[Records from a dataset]
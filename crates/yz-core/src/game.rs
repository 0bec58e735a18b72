//! The turn state machine.
//!
//! A `Game` owns the dice and one score card per player. Every mutation
//! queues `GameEvent`s which the front end drains with `take_events()` to
//! feed the journal and decide what to redraw.

use thiserror::Error;
use tracing::debug;
use yz_protocol::{Category, GameEvent, DICE_COUNT};

use crate::dice::{Dice, DiceError};
use crate::scorecard::ScoreCard;
use crate::scoring;

pub const MAX_PLAYERS: usize = 10;
pub const ROLLS_PER_TURN: u8 = 2;

#[derive(Debug, Clone, PartialEq, Eq, Error)]
pub enum GameError {
    #[error("a game needs at least one player")]
    NoPlayers,
    #[error("a game takes at most 10 players, not {0}")]
    TooManyPlayers(usize),
    #[error("player {0} has a blank name")]
    BlankName(usize),
    #[error("{player} is out of rolls, pick a category to score")]
    OutOfRolls { player: String },
    #[error("{player} has already played {category}")]
    CategoryTaken { player: String, category: Category },
    #[error("the game is over")]
    GameOver,
    #[error(transparent)]
    Dice(#[from] DiceError),
}

#[derive(Debug, Clone, PartialEq, Eq)]
pub struct Player {
    pub name: String,
}

impl Player {
    pub fn new(name: impl Into<String>) -> Self {
        Self { name: name.into() }
    }

    /// Name given to the player in `slot` (0-based) when none is supplied.
    pub fn default_name(slot: usize) -> String {
        format!("Player {}", slot + 1)
    }

    /// Build a roster of `count` players, taking names in order and filling
    /// the rest with defaults. Extra names beyond `count` are ignored.
    pub fn roster(count: usize, names: &[String]) -> Result<Vec<Player>, GameError> {
        if count == 0 {
            return Err(GameError::NoPlayers);
        }
        if count > MAX_PLAYERS {
            return Err(GameError::TooManyPlayers(count));
        }
        Ok((0..count)
            .map(|i| match names.get(i) {
                Some(name) => Player::new(name.trim()),
                None => Player::new(Player::default_name(i)),
            })
            .collect())
    }
}

#[derive(Debug)]
pub struct Game {
    players: Vec<Player>,
    cards: Vec<ScoreCard>,
    dice: Dice,
    whose_turn: usize,
    rolls_remaining: u8,
    finished: bool,
    events: Vec<GameEvent>,
}

impl Game {
    /// Start a game. The first player's opening roll has already happened.
    pub fn new(players: Vec<Player>, dice: Dice) -> Result<Self, GameError> {
        if players.is_empty() {
            return Err(GameError::NoPlayers);
        }
        if players.len() > MAX_PLAYERS {
            return Err(GameError::TooManyPlayers(players.len()));
        }
        if let Some(i) = players.iter().position(|p| p.name.trim().is_empty()) {
            return Err(GameError::BlankName(i + 1));
        }

        let cards = vec![ScoreCard::new(); players.len()];
        let mut game = Self {
            players,
            cards,
            dice,
            whose_turn: 0,
            rolls_remaining: ROLLS_PER_TURN,
            finished: false,
            events: Vec::new(),
        };
        game.events.push(GameEvent::Started {
            players: game.players.iter().map(|p| p.name.clone()).collect(),
        });
        game.push_rolled();
        debug!(players = game.players.len(), "game started");
        Ok(game)
    }

    pub fn players(&self) -> &[Player] {
        &self.players
    }

    /// Score card of the player at `player` in turn order.
    ///
    /// # Panics
    ///
    /// Panics if `player` is not below `players().len()`.
    pub fn card(&self, player: usize) -> &ScoreCard {
        &self.cards[player]
    }

    pub fn whose_turn(&self) -> usize {
        self.whose_turn
    }

    pub fn current_player(&self) -> &Player {
        &self.players[self.whose_turn]
    }

    pub fn rolls_remaining(&self) -> u8 {
        self.rolls_remaining
    }

    pub fn dice(&self) -> &Dice {
        &self.dice
    }

    pub fn is_finished(&self) -> bool {
        self.finished
    }

    /// Grand total of the player at `player`, bonuses included.
    ///
    /// # Panics
    ///
    /// Panics if `player` is not below `players().len()`.
    pub fn total(&self, player: usize) -> u32 {
        self.cards[player].grand_total()
    }

    /// Indices of every player sharing the highest total.
    pub fn winners(&self) -> Vec<usize> {
        let best = (0..self.players.len())
            .map(|i| self.total(i))
            .max()
            .unwrap_or(0);
        (0..self.players.len())
            .filter(|&i| self.total(i) == best)
            .collect()
    }

    /// Drain the events produced since the last call.
    pub fn take_events(&mut self) -> Vec<GameEvent> {
        std::mem::take(&mut self.events)
    }

    /// Reroll the unheld dice.
    pub fn roll(&mut self) -> Result<(), GameError> {
        self.ensure_running()?;
        if self.rolls_remaining == 0 {
            return Err(GameError::OutOfRolls {
                player: self.current_player().name.clone(),
            });
        }
        self.dice.roll();
        self.rolls_remaining -= 1;
        self.push_rolled();
        debug!(
            player = self.whose_turn,
            dice = ?self.dice.values(),
            rolls_remaining = self.rolls_remaining,
            "rolled"
        );
        Ok(())
    }

    /// Hold or release a die (0-based).
    pub fn set_held(&mut self, die: usize, held: bool) -> Result<(), GameError> {
        self.ensure_running()?;
        self.dice.set_held(die, held)?;
        self.events.push(GameEvent::Held {
            player: self.whose_turn,
            die,
            held,
        });
        Ok(())
    }

    pub fn toggle_held(&mut self, die: usize) -> Result<bool, GameError> {
        self.ensure_running()?;
        let held = self.dice.toggle_held(die)?;
        self.events.push(GameEvent::Held {
            player: self.whose_turn,
            die,
            held,
        });
        Ok(held)
    }

    /// Overwrite the dice faces without using a roll.
    pub fn set_dice(&mut self, values: [u8; DICE_COUNT]) -> Result<(), GameError> {
        self.ensure_running()?;
        self.dice.set_values(values)?;
        self.push_rolled();
        Ok(())
    }

    /// Restore dice and roll count exactly as recorded.
    pub(crate) fn restore_roll(
        &mut self,
        values: [u8; DICE_COUNT],
        rolls_remaining: u8,
    ) -> Result<(), GameError> {
        self.ensure_running()?;
        self.dice.set_values(values)?;
        self.rolls_remaining = rolls_remaining.min(ROLLS_PER_TURN);
        self.push_rolled();
        Ok(())
    }

    /// What the current player would score in `category` right now.
    pub fn potential(&self, category: Category) -> Option<u32> {
        let card = &self.cards[self.whose_turn];
        if self.finished || card.is_filled(category) {
            return None;
        }
        Some(scoring::score(category, &self.dice.values(), card))
    }

    /// The open category worth the most right now; ties go to the earlier box.
    pub fn best_category(&self) -> Option<(Category, u32)> {
        Category::ALL
            .into_iter()
            .filter_map(|c| self.potential(c).map(|p| (c, p)))
            .fold(None, |best, (c, p)| match best {
                Some((_, bp)) if bp >= p => best,
                _ => Some((c, p)),
            })
    }

    /// Commit the dice to `category` for the current player and pass the
    /// turn on. Returns the points recorded in the box.
    pub fn score(&mut self, category: Category) -> Result<u32, GameError> {
        self.ensure_running()?;
        let player = self.whose_turn;
        let dice = self.dice.values();
        let card = &self.cards[player];
        if card.is_filled(category) {
            return Err(GameError::CategoryTaken {
                player: self.players[player].name.clone(),
                category,
            });
        }

        let points = scoring::score(category, &dice, card);
        let bonus_yahtzee = scoring::earns_bonus_yahtzee(&dice, card);

        let card = &mut self.cards[player];
        card.record(category, points);
        if bonus_yahtzee {
            card.add_bonus_yahtzee();
        }
        self.events.push(GameEvent::Scored {
            player,
            category,
            points,
            bonus_yahtzee,
        });
        debug!(player, %category, points, bonus_yahtzee, "scored");

        if self.cards.iter().all(ScoreCard::is_complete) {
            self.finished = true;
            self.dice.clear_held();
            let totals = (0..self.players.len()).map(|i| self.total(i)).collect();
            self.events.push(GameEvent::Finished { totals });
            debug!("game finished");
        } else {
            self.whose_turn = (self.whose_turn + 1) % self.players.len();
            self.dice.clear_held();
            self.dice.roll();
            self.rolls_remaining = ROLLS_PER_TURN;
            self.push_rolled();
        }
        Ok(points)
    }

    fn ensure_running(&self) -> Result<(), GameError> {
        if self.finished {
            Err(GameError::GameOver)
        } else {
            Ok(())
        }
    }

    fn push_rolled(&mut self) {
        self.events.push(GameEvent::Rolled {
            player: self.whose_turn,
            dice: self.dice.values(),
            rolls_remaining: self.rolls_remaining,
        });
    }
}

• Problem details:
Taking the entries above, write out exactly the lines starting with the line containing "self.cards[player].grand_total()" and going on through the line containing "the last call.", both included, and nothing else.

• Response to this task:
        self.cards[player].grand_total()
    }

    /// Indices of every player sharing the highest total.
    pub fn winners(&self) -> Vec<usize> {
        let best = (0..self.players.len())
            .map(|i| self.total(i))
            .max()
            .unwrap_or(0);
        (0..self.players.len())
            .filter(|&i| self.total(i) == best)
            .collect()
    }

    /// Drain the events produced since the last call.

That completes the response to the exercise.